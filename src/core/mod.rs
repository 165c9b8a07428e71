// Core algorithm exports
pub mod collector;
pub mod error;
pub mod matcher;
pub mod ranker;
pub mod reciprocity;
pub mod scoring;

pub use collector::{collect_candidates, distinct_candidates, CandidateOffer};
pub use error::MatchError;
pub use matcher::{Matcher, MatchResult};
pub use ranker::rank;
pub use reciprocity::{filter_reciprocal, reciprocal_overlap, ReciprocalCandidate};
pub use scoring::{calculate_compatibility, compatibility_label, ScoreInputs};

□ □ □

Once you have read the data, copy all of it out exactly.

filename src/core/mod.rs
repository 165c9b8a07428e71
// Core algorithm exports
pub mod collector;
pub mod error;
pub mod matcher;
pub mod ranker;
pub mod reciprocity;
pub mod scoring;

pub use collector::{collect_candidates, distinct_candidates, CandidateOffer};
pub use error::MatchError;
pub use matcher::{Matcher, MatchResult};
pub use ranker::rank;
pub use reciprocity::{filter_reciprocal, reciprocal_overlap, ReciprocalCandidate};
pub use scoring::{calculate_compatibility, compatibility_label, ScoreInputs};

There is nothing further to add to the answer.